| Exercise aim |
Make a tally of the lines in the records that include the string "DynamicImage", and give only that number.

§ §

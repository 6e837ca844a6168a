//! Reads `.omslide` archives.
//!
//! The manifest is loaded once when the file is opened. Every image read
//! reopens the container, so no file handle is held between calls.

use std::fs::File;
use std::io::{BufReader, Read, Seek};
use std::path::{Component, Path, PathBuf};
use std::sync::Arc;

use image::DynamicImage;
use zip::result::ZipError;
use zip::read::ZipFile;
use zip::ZipArchive;

use super::manifest::{names_match, SlidesConfig};
use super::slide::Slide;
use crate::constants::{CONFIG_ENTRY_NAME, FILE_EXTENSION};
use crate::error::{Error, Result};
use crate::imaging::{decode_with_fallback, ImageCodec, StandardCodec};

/// An opened slide archive
pub struct SlideFile {
    path: PathBuf,
    config: SlidesConfig,
    codec: Arc<dyn ImageCodec>,
}

impl std::fmt::Debug for SlideFile {
    fn fmt(&self, f: &mut std::fmt::Formatter<'_>) -> std::fmt::Result {
        f.debug_struct("SlideFile")
            .field("path", &self.path)
            .field("config", &self.config)
            .finish_non_exhaustive()
    }
}

impl SlideFile {
    /// File extension of slide archives
    pub const FILE_EXTENSION: &'static str = FILE_EXTENSION;

    /// Open an archive and load its manifest
    pub fn open(path: impl AsRef<Path>) -> Result<Self> {
        Self::open_with_codec(path, Arc::new(StandardCodec::default()))
    }

    /// Open an archive, decoding images with `codec`
    pub fn open_with_codec(path: impl AsRef<Path>, codec: Arc<dyn ImageCodec>) -> Result<Self> {
        let path = path.as_ref().to_path_buf();
        let config = read_manifest(&path)?;
        tracing::debug!("Opened {} with {} slides", path.display(), config.slide_count());
        Ok(Self { path, config, codec })
    }

    /// Path of the archive
    pub fn path(&self) -> &Path {
        &self.path
    }

    /// The loaded manifest
    pub const fn manifest(&self) -> &SlidesConfig {
        &self.config
    }

    /// Consume the reader, keeping only its manifest
    pub fn into_manifest(self) -> SlidesConfig {
        self.config
    }

    /// Whether the show advances automatically
    pub const fn auto_play(&self) -> bool {
        self.config.auto_play
    }

    /// Whether the show closes after the last slide
    pub const fn auto_close(&self) -> bool {
        self.config.auto_close
    }

    /// Whether the show restarts after the last slide
    pub const fn looping(&self) -> bool {
        self.config.looping
    }

    /// Default dwell time in milliseconds
    pub const fn dwell_time_milliseconds(&self) -> u32 {
        self.config.dwell_time_milliseconds
    }

    /// Number of slides
    pub fn slide_count(&self) -> usize {
        self.config.slide_count()
    }

    /// Signature of the archive's manifest
    pub fn create_signature(&self) -> String {
        self.config.create_signature()
    }

    /// The slide at `index`, with its decoded image if `include_image`
    pub fn slide(&self, index: usize, include_image: bool) -> Result<Slide> {
        let stored = self.config.slides.get(index).ok_or(Error::IndexOutOfRange {
            index,
            len: self.config.slide_count(),
        })?;

        let mut slide = stored.without_image();
        if include_image {
            let mut zip = self.open_archive()?;
            slide.image = Some(self.read_image(&mut zip, index, stored)?);
        }
        Ok(slide)
    }

    /// Every slide in manifest order, opening the archive at most once
    pub fn slides(&self, include_image: bool) -> Result<Vec<Slide>> {
        if !include_image {
            return Ok(self.config.slides.iter().map(Slide::without_image).collect());
        }

        let mut zip = self.open_archive()?;
        self.config
            .slides
            .iter()
            .enumerate()
            .map(|(index, stored)| {
                let mut slide = stored.without_image();
                slide.image = Some(self.read_image(&mut zip, index, stored)?);
                Ok::<_, Error>(slide)
            })
            .collect()
    }

    /// Write every slide's stored image bytes to `folder` (created if absent),
    /// one file per entry name, overwriting existing files. Returns the number
    /// of files written.
    pub fn extract_images(&self, folder: impl AsRef<Path>) -> Result<usize> {
        let folder = folder.as_ref();
        fs_err::create_dir_all(folder)?;

        let mut zip = self.open_archive()?;
        for (index, slide) in self.config.slides.iter().enumerate() {
            let name = entry_name(index, slide)?;
            if !is_plain_file_name(name) {
                return Err(Error::InvalidEntryName { name: name.to_string() });
            }

            let bytes = read_entry(&mut zip, name, &self.path)?;
            fs_err::write(folder.join(name), bytes)?;
        }

        tracing::info!("Extracted {} images to {}", self.config.slide_count(), folder.display());
        Ok(self.config.slide_count())
    }

    fn open_archive(&self) -> Result<ZipArchive<BufReader<File>>> {
        open_archive(&self.path)
    }

    fn read_image<R: Read + Seek>(&self, zip: &mut ZipArchive<R>, index: usize, slide: &Slide) -> Result<DynamicImage> {
        let name = entry_name(index, slide)?;
        let bytes = read_entry(zip, name, &self.path)?;
        decode_with_fallback(self.codec.as_ref(), &bytes, name).map_err(|e| Error::image(name, e))
    }
}

fn open_archive(path: &Path) -> Result<ZipArchive<BufReader<File>>> {
    let file = File::open(path).map_err(|e| Error::io(e, path.to_path_buf()))?;
    ZipArchive::new(BufReader::new(file)).map_err(|e| Error::zip(e, path))
}

fn read_manifest(path: &Path) -> Result<SlidesConfig> {
    let mut zip = open_archive(path)?;
    let entry = match zip.by_name(CONFIG_ENTRY_NAME) {
        Ok(entry) => entry,
        Err(ZipError::FileNotFound) => return Err(Error::MissingManifest(path.to_path_buf())),
        Err(e) => return Err(Error::zip(e, path)),
    };

    let config = serde_json::from_reader(BufReader::new(entry)).map_err(|source| Error::Manifest {
        source,
        path: path.to_path_buf(),
    })?;
    Ok(config)
}

fn entry_name(index: usize, slide: &Slide) -> Result<&str> {
    if slide.archive_entry_name.is_empty() {
        return Err(Error::MissingEntryName { index });
    }
    Ok(&slide.archive_entry_name)
}

/// Stored name matching `name` case-insensitively
fn find_entry_name<R: Read + Seek>(zip: &ZipArchive<R>, name: &str) -> Option<String> {
    zip.file_names().find(|stored| names_match(stored, name)).map(str::to_string)
}

/// Read the entry named `name`. The exact name is a direct lookup; only a miss
/// falls back to scanning every stored name.
fn read_entry<R: Read + Seek>(zip: &mut ZipArchive<R>, name: &str, path: &Path) -> Result<Vec<u8>> {
    let exact = zip.by_name(name).map(|mut entry| read_bytes(&mut entry, path));
    match exact {
        Ok(bytes) => bytes,
        Err(ZipError::FileNotFound) => {
            let stored = find_entry_name(zip, name).ok_or_else(|| Error::MissingEntry { name: name.to_string() })?;
            let mut entry = zip.by_name(&stored).map_err(|e| Error::zip(e, path))?;
            read_bytes(&mut entry, path)
        }
        Err(e) => Err(Error::zip(e, path)),
    }
}

fn read_bytes(entry: &mut ZipFile<'_>, path: &Path) -> Result<Vec<u8>> {
    let mut bytes = Vec::with_capacity(usize::try_from(entry.size()).unwrap_or_default());
    entry.read_to_end(&mut bytes).map_err(|e| Error::io(e, path.to_path_buf()))?;
    Ok(bytes)
}

fn is_plain_file_name(name: &str) -> bool {
    let mut components = Path::new(name).components();
    matches!(components.next(), Some(Component::Normal(_))) && components.next().is_none()
}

§ §

| Written response |
2